In Cambodia, the criminal justice system faces two significant barriers when addressing gender-based violence (GBV) cases. First, many cases either go unreported, or never make it past the police investigation to the court. Second, those prosecutions which do commence have a very poor clearance rate. In 2010, the percentage of GBV prosecutions that led to a final verdict was just 16%, whereas the clearance rate for all other criminal cases in Cambodia averages more than 80%. This second problem of prosecutions dropping away is injurious to society in a number of ways: not only does it rob the courageous survivor (most of whom are minor girls) from receiving justice, it also reinforces a belief in Cambodian communities that the rule of law does not protect them.
EMWI’s USAID-funded Program on Rights and Justice 2 (PRAJ), has been assisting the monitoring of GBV prosecutions in Cambodia since 2009. A case tracking database developed with the Ministry of Justice (MoJ), and used to train the courts and legal aid groups, has been instrumental in this process. In February 2011, PRAJ and the MoJ discovered the abysmal 2010 clearance rate in these prosecutions – which number several hundred a year – and immediately worked with their partners at GIZ in the Ministry of Women’s Affairs (MoWA) to design a yearlong evidence-based training program to improve the success of the prosecutions. The very next month the nationwide program was launched, and by September 2011 over 500 justice sector officials and legal aid lawyers, from every province, had participated.

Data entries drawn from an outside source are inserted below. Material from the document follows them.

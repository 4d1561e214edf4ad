pub mod config_cmd;
pub mod init;
pub mod multi;
pub mod run;
pub mod tools;

use turnstile_agent::RunOutcome;

pub type CommandResult = Result<i32, Box<dyn std::error::Error>>;

/// Print how a run ended and pick the process exit code.
pub fn report(outcome: RunOutcome) -> i32 {
    match outcome {
        RunOutcome::Completed(text) => {
            println!("{text}");
            0
        }
        RunOutcome::Failed(reason) => {
            eprintln!("{reason}");
            1
        }
        RunOutcome::Routed(message) => {
            println!("Undelivered message for {}:\n{}", message.to, message.content);
            0
        }
    }
}
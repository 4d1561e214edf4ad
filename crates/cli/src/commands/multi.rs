//! `turnstile multi`: a team of agents relaying messages.

use std::path::PathBuf;
use tracing::info;
use turnstile_agent::{MultiAgent, prompts};
use turnstile_config::MultiAgentConfig;
use turnstile_core::error::Error;

use super::{CommandResult, report};
use crate::console::install_interrupt_handler;
use crate::setup::{AgentSpec, Runtime};

pub async fn run(profiles: PathBuf, task: Option<String>) -> CommandResult {
    let runtime = Runtime::load()?;
    let team_config = MultiAgentConfig::load_from(&profiles)?;
    install_interrupt_handler(runtime.interrupt.clone());

    let mut team = MultiAgent::from_config(&team_config, &runtime.config.agent, |profile| {
        runtime
            .agent(&AgentSpec {
                name: &profile.name,
                model: profile.model.as_deref(),
                max_token_count: profile.max_token_count,
                use_tools: &profile.use_tools,
            })
            .map_err(|e| Error::Config {
                message: format!("agent '{}': {e}", profile.name),
            })
    })?;
    info!(agents = ?team.agent_names(), main = %team_config.main_agent, "Team assembled");

    let task = match task {
        Some(task) => task,
        None => {
            runtime
                .human
                .ask(&prompts::next_input_question(&team_config.main_agent))
                .await
        }
    };
    if task.trim().is_empty() {
        eprintln!("Nothing to do.");
        return Ok(0);
    }

    Ok(report(team.run(&task).await))
}
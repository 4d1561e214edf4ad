//! Conversation context: session state, token accounting and compaction.

pub mod compaction;
pub mod session;
pub mod token;

pub use compaction::{Compaction, CompactionMode};
pub use session::Session;
pub use token::{TokenBudget, estimate_tokens};
//! Built-in tool implementations for Turnstile.
//!
//! Tools give the agent the ability to interact with the world:
//! run shell commands, read/write files, ask the user, and keep memories.
//! Additional tools are described by TOML command manifests and loaded
//! from a directory at startup.
//!
//! The [`patch::PatchApplier`] output handler also lives here.

pub mod ask_user;
pub mod external;
pub mod file_read;
pub mod file_write;
pub mod memory;
pub mod patch;
pub mod shell;

use std::path::Path;
use std::sync::Arc;
use tracing::info;
use turnstile_core::human::HumanInput;
use turnstile_core::tool::ToolRegistry;

pub use external::{CommandManifest, CommandTool, load_external_tools};
pub use memory::{MemoryStore, MemoryType};
pub use patch::PatchApplier;

/// What the built-in tools need from their environment.
pub struct BuiltinTools {
    /// If non-empty, `execute_shell` only runs these base commands.
    pub shell_allowlist: Vec<String>,
    /// Answers `ask_user`.
    pub human: Arc<dyn HumanInput>,
    /// Enables `save_memory` / `retrieve_memory` when set.
    pub memory: Option<Arc<MemoryStore>>,
}

/// Create a tool registry with all built-in tools.
pub fn builtin_registry(builtins: BuiltinTools) -> ToolRegistry {
    let mut registry = ToolRegistry::new();
    registry.register(Box::new(shell::ShellTool::new(builtins.shell_allowlist)));
    registry.register(Box::new(file_read::FileReadTool::new()));
    registry.register(Box::new(file_write::FileWriteTool::new()));
    registry.register(Box::new(ask_user::AskUserTool::new(builtins.human)));
    if let Some(store) = builtins.memory {
        registry.register(Box::new(memory::SaveMemoryTool::new(store.clone())));
        registry.register(Box::new(memory::RetrieveMemoryTool::new(store)));
    }
    registry
}

/// Register every external tool found in `dir`. A manifest whose name matches
/// an existing tool replaces it. Returns how many were registered.
pub fn register_external(registry: &mut ToolRegistry, dir: &Path) -> usize {
    let tools = load_external_tools(dir);
    let count = tools.len();
    for tool in tools {
        if registry.register(tool).is_some() {
            info!("External tool replaced a built-in of the same name");
        }
    }
    count
}
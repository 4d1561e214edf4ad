//! Wiring: config → model sessions, tool registry, handlers, agents.

use std::path::PathBuf;
use std::sync::Arc;
use tokio::sync::broadcast;
use tracing::{debug, info};
use turnstile_agent::{Agent, MethodologyLibrary, ToolDispatcher};
use turnstile_config::AppConfig;
use turnstile_core::event::EventBus;
use turnstile_core::human::HumanInput;
use turnstile_core::interrupt::InterruptSignal;
use turnstile_core::model::ModelService;
use turnstile_providers::OpenAiChat;
use turnstile_tools::{BuiltinTools, MemoryStore, PatchApplier, builtin_registry, register_external};

use crate::console::ConsoleInput;

type BoxError = Box<dyn std::error::Error>;

/// Everything agents in one process share.
pub struct Runtime {
    pub config: AppConfig,
    pub human: Arc<dyn HumanInput>,
    pub interrupt: InterruptSignal,
    pub event_bus: Arc<EventBus>,
    pub memory: Arc<MemoryStore>,
    pub workdir: PathBuf,
}

/// Per-agent choices layered over the shared config.
#[derive(Default)]
pub struct AgentSpec<'a> {
    pub name: &'a str,
    pub model: Option<&'a str>,
    pub max_token_count: Option<usize>,
    pub use_tools: &'a [String],
}

impl Runtime {
    /// Load config and fail early with a readable message when no API key is set.
    pub fn load() -> Result<Self, BoxError> {
        let config = AppConfig::load().map_err(|e| format!("Failed to load config: {e}"))?;
        if !config.has_api_key() {
            eprintln!();
            eprintln!("  ERROR: No API key configured!");
            eprintln!();
            eprintln!("  Set TURNSTILE_API_KEY or OPENAI_API_KEY, or add model.api_key to");
            eprintln!("    {}", AppConfig::config_dir().join("config.toml").display());
            eprintln!();
            return Err("No API key found. See above for setup instructions.".into());
        }
        Self::with_config(config)
    }

    pub fn with_config(config: AppConfig) -> Result<Self, BoxError> {
        let workdir = std::env::current_dir()?;
        let memory = Arc::new(MemoryStore::new(
            workdir.join(".turnstile"),
            config.memory_dir(),
        ));
        let event_bus = Arc::new(EventBus::default());
        spawn_event_logger(&event_bus);

        Ok(Self {
            config,
            human: Arc::new(ConsoleInput),
            interrupt: InterruptSignal::new(),
            event_bus,
            memory,
            workdir,
        })
    }

    fn model(&self, model: Option<&str>) -> Result<OpenAiChat, BoxError> {
        let chat = OpenAiChat::from_config(&self.config.model)?;
        Ok(match model {
            Some(name) => chat.with_model(name),
            None => chat,
        })
    }

    /// Built-in plus external tools, filtered by config and `use_tools`.
    pub fn dispatcher(&self, spec: &AgentSpec<'_>) -> ToolDispatcher {
        let mut registry = builtin_registry(BuiltinTools {
            shell_allowlist: self.config.tools.shell_allowlist.clone(),
            human: self.human.clone(),
            memory: Some(self.memory.clone()),
        });
        let external = register_external(&mut registry, &self.config.external_tools_dir());
        debug!(external, "External tools registered");

        let mut dispatcher = ToolDispatcher::new(registry, self.max_token_count(spec))
            .with_event_bus(self.event_bus.clone());
        dispatcher.use_tools(&self.config.tools.use_tools);
        dispatcher.use_tools(spec.use_tools);
        dispatcher.dont_use_tools(&self.config.tools.dont_use_tools);
        dispatcher
    }

    fn max_token_count(&self, spec: &AgentSpec<'_>) -> usize {
        spec.max_token_count.unwrap_or(self.config.model.max_token_count)
    }

    /// A fully wired agent: tools, patches, memory, operator, interrupts.
    pub fn agent(&self, spec: &AgentSpec<'_>) -> Result<Agent, BoxError> {
        let model: Arc<dyn ModelService> = Arc::new(self.model(spec.model)?);
        // Oversized tool output is condensed in a separate session.
        let summarizer: Arc<dyn ModelService> = Arc::new(self.model(spec.model)?);
        let settings = self.config.agent.clone();

        let mut patches = PatchApplier::new(self.workdir.clone());
        if settings.confirm_before_apply_patch {
            patches = patches.with_confirmation(self.human.clone());
        }

        let mut agent = Agent::new(spec.name, model)
            .with_tools(self.dispatcher(spec).with_summarizer(summarizer))
            .with_handler(Arc::new(patches))
            .with_human(self.human.clone())
            .with_interrupt(self.interrupt.clone())
            .with_event_bus(self.event_bus.clone())
            .with_memory(self.memory.clone())
            .with_max_token_count(self.max_token_count(spec))
            .with_settings(settings.clone());

        if settings.use_methodology {
            let library = MethodologyLibrary::load(&AppConfig::methodology_path())?;
            info!(entries = library.len(), "Methodology library loaded");
            agent = agent.with_methodology(library);
        }
        Ok(agent)
    }
}

fn spawn_event_logger(bus: &EventBus) {
    let mut events = bus.subscribe();
    tokio::spawn(async move {
        loop {
            match events.recv().await {
                Ok(event) => debug!(?event, "Domain event"),
                Err(broadcast::error::RecvError::Lagged(skipped)) => {
                    debug!(skipped, "Event logger lagged");
                }
                Err(broadcast::error::RecvError::Closed) => break,
            }
        }
    });
}
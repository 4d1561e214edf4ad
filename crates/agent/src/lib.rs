//! The Turnstile agent loop.
//!
//! An [`Agent`] drives a turn-based dialogue between a model session and a
//! set of output handlers:
//!
//! 1. **Assemble** the pending prompt plus exactly one addon
//! 2. **Budget**: compact the history first if it outgrew the context window
//! 3. **Send** to the model and parse the reply into typed actions
//! 4. **Checkpoint**: if the operator interrupted, ask what to do
//! 5. **Route** the parse to the first handler that accepts it
//! 6. **Feed** the handler's result into the next turn, or end the run
//!
//! With nothing to act on, the loop asks the operator for the next input; a
//! blank answer completes the task.

pub mod context;
pub mod dispatcher;
pub mod input;
pub mod loop_runner;
pub mod methodology;
pub mod multi_agent;
pub mod prompts;

pub use context::{Compaction, CompactionMode, Session, TokenBudget};
pub use dispatcher::ToolDispatcher;
pub use input::{BuiltinDirectives, InputContext, InputHandler, InputOutcome, SessionCommand};
pub use loop_runner::{AfterActionHook, Agent, RunOutcome};
pub use methodology::MethodologyLibrary;
pub use multi_agent::{MultiAgent, SendMessageRouter};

These intensive regional workshops set out to diagnose the causes of the attrition, and to design solutions. Last month, PRAJ and the MoJ returned to the database and confirmed that the clearance rate had doubled: to 32%. While the rate of successful prosecutions remains poor, hundreds of Cambodian women and girls – and thousands of their family members and neighbors – are now receiving greater care, improved due process, and final justice as a direct result of these programs. This is a good start to correcting a systemic access to justice issue.
PRAJ understands that the 2011 success must be repeated to begin to bring the GBV clearance rates and convictions up to par with other criminal cases. To that end, this year PRAJ – again with its partners from GIZ – will expand on the national training series to engage civil society organizations that provide support to rape and domestic violence victims in the provinces, improving the critical referral systems to hospitals and to MoWA investigators. Reviewing the case data from 2011 to examine procedural bottlenecks, the joint program will also offer more advanced sessions based on the assessment that accompanied the 2011 trainings. These sessions will focus in more detail on key evidentiary matters facing the male magistrates and female MoWA investigators alike: instruction on the elements required to prove GBV crimes under the new Penal Code, pertinent due process matters under the new Penal Procedure Code, and issues such as medical forensics, working with post-traumatic stress disorder, and how to conduct gender-sensitive witness interviews.